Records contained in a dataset
|---|

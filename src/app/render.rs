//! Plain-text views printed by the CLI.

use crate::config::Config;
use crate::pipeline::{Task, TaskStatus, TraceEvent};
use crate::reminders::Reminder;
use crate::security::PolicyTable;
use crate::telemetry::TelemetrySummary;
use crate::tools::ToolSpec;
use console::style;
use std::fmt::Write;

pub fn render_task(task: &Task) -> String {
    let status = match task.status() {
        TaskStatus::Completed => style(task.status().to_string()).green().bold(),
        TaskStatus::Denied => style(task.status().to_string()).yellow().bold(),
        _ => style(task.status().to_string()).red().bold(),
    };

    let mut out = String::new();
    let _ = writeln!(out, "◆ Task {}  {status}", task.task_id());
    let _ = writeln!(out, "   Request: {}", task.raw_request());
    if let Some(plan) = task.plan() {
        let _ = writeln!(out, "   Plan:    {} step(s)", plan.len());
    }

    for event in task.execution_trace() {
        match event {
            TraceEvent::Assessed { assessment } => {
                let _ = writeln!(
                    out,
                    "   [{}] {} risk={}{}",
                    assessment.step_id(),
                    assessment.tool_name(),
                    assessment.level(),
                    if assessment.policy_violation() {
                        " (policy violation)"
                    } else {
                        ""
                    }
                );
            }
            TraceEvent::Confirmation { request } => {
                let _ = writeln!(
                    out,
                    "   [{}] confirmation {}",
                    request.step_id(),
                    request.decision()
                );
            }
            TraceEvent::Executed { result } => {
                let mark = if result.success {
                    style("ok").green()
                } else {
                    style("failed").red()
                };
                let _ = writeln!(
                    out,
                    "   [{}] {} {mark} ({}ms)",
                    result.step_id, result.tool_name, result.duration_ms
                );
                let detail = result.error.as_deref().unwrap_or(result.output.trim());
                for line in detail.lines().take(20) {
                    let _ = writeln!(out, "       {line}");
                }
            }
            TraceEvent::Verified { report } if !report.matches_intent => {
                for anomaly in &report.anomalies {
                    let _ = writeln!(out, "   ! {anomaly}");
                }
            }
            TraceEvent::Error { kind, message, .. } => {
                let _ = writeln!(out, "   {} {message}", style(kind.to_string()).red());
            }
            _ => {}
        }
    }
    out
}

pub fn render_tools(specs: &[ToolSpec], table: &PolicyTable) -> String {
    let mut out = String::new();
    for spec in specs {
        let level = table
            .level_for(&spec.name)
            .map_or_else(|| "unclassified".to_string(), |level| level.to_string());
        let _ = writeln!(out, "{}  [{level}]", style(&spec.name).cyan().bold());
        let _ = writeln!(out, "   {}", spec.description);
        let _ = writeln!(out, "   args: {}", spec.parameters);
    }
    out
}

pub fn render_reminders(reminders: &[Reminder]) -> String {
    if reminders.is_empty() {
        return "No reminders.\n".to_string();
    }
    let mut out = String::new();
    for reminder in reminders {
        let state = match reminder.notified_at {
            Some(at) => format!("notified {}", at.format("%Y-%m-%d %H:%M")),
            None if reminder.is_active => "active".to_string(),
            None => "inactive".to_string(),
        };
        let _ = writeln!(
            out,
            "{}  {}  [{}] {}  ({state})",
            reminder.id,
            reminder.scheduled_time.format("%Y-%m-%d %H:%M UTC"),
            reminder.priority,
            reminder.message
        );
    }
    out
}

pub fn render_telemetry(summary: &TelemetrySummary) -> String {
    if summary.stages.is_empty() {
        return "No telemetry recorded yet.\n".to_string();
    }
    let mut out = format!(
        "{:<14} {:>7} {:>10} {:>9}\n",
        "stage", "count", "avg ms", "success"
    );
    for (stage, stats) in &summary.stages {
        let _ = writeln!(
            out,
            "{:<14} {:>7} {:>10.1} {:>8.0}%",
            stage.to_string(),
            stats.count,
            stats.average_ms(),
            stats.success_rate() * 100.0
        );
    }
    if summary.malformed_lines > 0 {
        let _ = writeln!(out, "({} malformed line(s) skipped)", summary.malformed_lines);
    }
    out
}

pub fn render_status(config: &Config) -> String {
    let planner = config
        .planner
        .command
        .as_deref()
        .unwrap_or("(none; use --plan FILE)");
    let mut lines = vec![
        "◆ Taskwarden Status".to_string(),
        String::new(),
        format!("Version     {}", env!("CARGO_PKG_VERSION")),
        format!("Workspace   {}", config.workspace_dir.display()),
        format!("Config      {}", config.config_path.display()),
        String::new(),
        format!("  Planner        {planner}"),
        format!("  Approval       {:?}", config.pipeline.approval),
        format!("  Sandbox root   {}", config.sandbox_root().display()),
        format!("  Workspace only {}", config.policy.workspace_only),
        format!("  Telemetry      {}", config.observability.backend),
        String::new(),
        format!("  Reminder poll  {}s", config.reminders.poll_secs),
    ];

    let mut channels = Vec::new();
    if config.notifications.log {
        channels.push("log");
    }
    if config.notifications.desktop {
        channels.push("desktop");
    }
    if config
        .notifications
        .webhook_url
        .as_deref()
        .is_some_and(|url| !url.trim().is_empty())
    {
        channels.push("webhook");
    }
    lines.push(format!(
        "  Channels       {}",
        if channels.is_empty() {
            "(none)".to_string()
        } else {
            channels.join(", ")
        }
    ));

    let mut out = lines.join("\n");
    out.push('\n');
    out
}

|---|

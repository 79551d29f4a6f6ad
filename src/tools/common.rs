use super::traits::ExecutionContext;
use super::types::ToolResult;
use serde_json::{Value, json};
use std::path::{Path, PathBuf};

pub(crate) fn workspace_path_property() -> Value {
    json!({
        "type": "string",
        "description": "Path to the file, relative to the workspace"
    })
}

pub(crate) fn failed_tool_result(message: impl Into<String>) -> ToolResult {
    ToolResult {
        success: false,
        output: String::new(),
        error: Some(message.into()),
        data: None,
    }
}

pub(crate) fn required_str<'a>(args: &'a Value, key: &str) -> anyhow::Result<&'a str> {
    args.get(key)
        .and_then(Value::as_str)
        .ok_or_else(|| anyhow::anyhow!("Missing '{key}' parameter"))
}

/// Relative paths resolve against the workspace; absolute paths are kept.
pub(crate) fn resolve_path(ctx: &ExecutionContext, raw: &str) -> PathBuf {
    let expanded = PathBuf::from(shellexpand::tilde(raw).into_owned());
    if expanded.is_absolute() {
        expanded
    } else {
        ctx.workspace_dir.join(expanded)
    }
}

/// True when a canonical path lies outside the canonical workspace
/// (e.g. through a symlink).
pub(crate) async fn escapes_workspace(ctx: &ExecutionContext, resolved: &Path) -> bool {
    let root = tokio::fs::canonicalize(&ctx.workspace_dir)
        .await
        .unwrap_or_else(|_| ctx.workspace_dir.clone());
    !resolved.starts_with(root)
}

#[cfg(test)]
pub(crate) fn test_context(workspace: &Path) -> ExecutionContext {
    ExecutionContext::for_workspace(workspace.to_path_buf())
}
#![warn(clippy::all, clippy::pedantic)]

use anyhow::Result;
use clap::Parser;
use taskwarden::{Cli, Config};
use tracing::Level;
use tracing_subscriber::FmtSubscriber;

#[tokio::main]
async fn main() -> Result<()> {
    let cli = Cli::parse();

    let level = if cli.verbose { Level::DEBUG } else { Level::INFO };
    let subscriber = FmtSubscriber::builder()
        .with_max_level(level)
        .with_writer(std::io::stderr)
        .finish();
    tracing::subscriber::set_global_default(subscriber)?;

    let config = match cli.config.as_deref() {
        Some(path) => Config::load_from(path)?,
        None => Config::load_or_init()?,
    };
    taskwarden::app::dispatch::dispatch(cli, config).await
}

|---|

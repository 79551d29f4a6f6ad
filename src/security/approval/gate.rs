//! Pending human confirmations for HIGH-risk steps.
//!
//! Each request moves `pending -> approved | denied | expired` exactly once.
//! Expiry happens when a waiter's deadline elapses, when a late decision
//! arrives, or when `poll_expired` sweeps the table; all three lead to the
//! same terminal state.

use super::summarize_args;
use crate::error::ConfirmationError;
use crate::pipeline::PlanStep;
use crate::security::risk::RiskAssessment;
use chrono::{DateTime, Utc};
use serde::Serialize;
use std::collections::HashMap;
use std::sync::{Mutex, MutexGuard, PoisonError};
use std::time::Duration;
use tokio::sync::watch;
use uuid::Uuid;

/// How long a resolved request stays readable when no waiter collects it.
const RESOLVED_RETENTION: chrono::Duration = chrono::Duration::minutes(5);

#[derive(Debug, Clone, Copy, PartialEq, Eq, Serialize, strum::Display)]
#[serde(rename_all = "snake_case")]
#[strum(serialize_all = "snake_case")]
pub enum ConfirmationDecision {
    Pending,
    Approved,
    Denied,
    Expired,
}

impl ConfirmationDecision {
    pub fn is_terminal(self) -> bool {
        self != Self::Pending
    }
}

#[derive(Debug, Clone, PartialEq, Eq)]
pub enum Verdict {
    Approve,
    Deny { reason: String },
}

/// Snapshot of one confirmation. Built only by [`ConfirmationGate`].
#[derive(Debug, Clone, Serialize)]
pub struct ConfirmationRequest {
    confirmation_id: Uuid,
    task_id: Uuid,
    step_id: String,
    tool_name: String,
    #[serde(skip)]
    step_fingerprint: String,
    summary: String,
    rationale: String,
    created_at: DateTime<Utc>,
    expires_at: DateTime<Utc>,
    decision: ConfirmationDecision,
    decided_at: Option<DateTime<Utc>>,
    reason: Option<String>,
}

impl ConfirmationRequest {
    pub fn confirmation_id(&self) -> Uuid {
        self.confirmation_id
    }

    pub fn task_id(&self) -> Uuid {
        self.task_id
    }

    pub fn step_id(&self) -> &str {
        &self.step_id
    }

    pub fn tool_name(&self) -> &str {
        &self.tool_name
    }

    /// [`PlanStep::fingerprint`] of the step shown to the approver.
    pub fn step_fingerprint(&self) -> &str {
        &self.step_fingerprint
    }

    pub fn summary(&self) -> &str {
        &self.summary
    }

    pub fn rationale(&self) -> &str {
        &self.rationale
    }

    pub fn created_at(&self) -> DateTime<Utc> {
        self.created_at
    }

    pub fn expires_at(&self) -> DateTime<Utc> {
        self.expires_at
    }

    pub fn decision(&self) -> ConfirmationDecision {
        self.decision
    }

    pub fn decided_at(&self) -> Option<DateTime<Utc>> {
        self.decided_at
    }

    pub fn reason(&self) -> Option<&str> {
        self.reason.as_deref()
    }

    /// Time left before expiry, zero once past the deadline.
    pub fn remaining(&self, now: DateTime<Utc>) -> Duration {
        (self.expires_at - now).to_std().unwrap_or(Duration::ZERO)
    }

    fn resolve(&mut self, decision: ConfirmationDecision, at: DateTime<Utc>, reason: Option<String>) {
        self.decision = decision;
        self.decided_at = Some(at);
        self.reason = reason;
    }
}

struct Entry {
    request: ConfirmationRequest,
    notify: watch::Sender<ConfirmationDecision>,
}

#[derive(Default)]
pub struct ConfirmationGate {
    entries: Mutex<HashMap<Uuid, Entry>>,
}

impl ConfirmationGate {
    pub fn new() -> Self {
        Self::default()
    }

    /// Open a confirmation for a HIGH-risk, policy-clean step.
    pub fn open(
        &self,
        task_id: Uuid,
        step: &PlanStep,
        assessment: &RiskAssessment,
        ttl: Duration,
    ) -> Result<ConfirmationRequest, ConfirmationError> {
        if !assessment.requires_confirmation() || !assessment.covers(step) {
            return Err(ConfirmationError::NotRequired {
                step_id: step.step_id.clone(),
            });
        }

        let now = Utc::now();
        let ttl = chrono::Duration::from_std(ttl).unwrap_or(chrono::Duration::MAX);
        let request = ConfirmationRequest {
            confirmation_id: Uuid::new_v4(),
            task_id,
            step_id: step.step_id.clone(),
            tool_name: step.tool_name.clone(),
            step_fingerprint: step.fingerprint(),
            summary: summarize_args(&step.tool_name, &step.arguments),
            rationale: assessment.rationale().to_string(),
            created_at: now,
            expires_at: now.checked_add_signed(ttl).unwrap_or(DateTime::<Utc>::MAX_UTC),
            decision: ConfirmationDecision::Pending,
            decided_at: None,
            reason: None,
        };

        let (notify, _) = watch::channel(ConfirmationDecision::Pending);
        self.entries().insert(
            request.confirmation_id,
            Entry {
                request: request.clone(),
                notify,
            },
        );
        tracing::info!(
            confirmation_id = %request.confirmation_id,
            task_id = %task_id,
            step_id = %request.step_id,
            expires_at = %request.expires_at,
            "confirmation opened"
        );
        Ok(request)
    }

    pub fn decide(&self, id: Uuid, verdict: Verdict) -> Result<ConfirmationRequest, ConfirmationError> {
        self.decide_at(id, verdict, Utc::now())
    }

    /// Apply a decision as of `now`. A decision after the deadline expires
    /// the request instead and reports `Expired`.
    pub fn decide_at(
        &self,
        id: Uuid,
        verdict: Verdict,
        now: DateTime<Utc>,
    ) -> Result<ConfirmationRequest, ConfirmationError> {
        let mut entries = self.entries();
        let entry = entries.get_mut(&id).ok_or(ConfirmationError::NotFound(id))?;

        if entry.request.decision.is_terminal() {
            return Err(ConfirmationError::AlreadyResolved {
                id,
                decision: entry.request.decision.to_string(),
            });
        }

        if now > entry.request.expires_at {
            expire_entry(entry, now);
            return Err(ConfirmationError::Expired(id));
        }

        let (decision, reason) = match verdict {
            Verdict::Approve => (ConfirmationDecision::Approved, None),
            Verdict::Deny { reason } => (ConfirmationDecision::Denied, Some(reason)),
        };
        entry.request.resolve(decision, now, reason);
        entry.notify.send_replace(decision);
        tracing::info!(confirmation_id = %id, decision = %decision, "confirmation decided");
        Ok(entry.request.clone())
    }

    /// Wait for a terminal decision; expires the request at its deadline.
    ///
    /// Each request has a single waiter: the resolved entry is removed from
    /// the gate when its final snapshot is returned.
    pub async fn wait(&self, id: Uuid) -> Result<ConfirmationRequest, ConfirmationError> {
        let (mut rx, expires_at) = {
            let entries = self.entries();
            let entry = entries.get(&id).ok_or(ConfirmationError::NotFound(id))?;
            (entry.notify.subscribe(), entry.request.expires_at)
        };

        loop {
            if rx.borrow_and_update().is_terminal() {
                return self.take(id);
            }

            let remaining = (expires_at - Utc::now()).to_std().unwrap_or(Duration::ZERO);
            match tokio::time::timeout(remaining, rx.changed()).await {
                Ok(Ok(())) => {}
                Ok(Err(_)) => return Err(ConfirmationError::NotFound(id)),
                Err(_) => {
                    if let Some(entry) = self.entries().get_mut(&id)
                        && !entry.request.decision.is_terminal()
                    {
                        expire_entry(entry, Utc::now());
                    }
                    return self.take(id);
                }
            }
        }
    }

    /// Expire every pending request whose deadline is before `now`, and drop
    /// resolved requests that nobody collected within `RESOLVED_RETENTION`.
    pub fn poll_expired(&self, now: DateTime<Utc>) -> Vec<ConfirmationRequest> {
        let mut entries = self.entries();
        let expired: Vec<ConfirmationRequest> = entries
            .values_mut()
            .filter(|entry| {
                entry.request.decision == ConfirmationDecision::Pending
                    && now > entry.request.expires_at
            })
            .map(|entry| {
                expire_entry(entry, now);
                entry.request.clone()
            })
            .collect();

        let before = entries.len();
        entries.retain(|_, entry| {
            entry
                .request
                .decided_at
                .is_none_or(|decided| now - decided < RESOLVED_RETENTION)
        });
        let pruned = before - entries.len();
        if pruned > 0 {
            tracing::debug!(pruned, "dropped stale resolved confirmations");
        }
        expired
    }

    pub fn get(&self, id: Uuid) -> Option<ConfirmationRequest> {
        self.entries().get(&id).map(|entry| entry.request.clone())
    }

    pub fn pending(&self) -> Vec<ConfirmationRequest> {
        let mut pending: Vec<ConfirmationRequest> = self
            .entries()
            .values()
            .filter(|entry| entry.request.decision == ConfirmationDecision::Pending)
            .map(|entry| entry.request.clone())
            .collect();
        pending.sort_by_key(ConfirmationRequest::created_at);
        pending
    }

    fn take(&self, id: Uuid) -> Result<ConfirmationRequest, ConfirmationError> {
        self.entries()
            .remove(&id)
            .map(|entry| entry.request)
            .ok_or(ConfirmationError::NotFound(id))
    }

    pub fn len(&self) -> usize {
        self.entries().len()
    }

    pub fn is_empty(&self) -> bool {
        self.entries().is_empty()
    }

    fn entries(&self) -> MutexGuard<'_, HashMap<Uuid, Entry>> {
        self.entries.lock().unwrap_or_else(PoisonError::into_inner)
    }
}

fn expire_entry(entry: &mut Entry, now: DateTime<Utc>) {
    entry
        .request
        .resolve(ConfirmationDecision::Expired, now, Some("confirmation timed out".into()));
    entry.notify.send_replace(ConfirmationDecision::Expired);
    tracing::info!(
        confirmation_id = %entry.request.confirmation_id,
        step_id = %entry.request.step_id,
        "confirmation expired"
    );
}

|---|

**EXERCISE DIRECTIONS**:
Reproduce each line of the entries in which the word "tokio" is found.

**WRITTEN RESPONSE**:
    let root = tokio::fs::canonicalize(&ctx.workspace_dir)
#[tokio::main]
use tokio::sync::watch;
            match tokio::time::timeout(remaining, rx.changed()).await {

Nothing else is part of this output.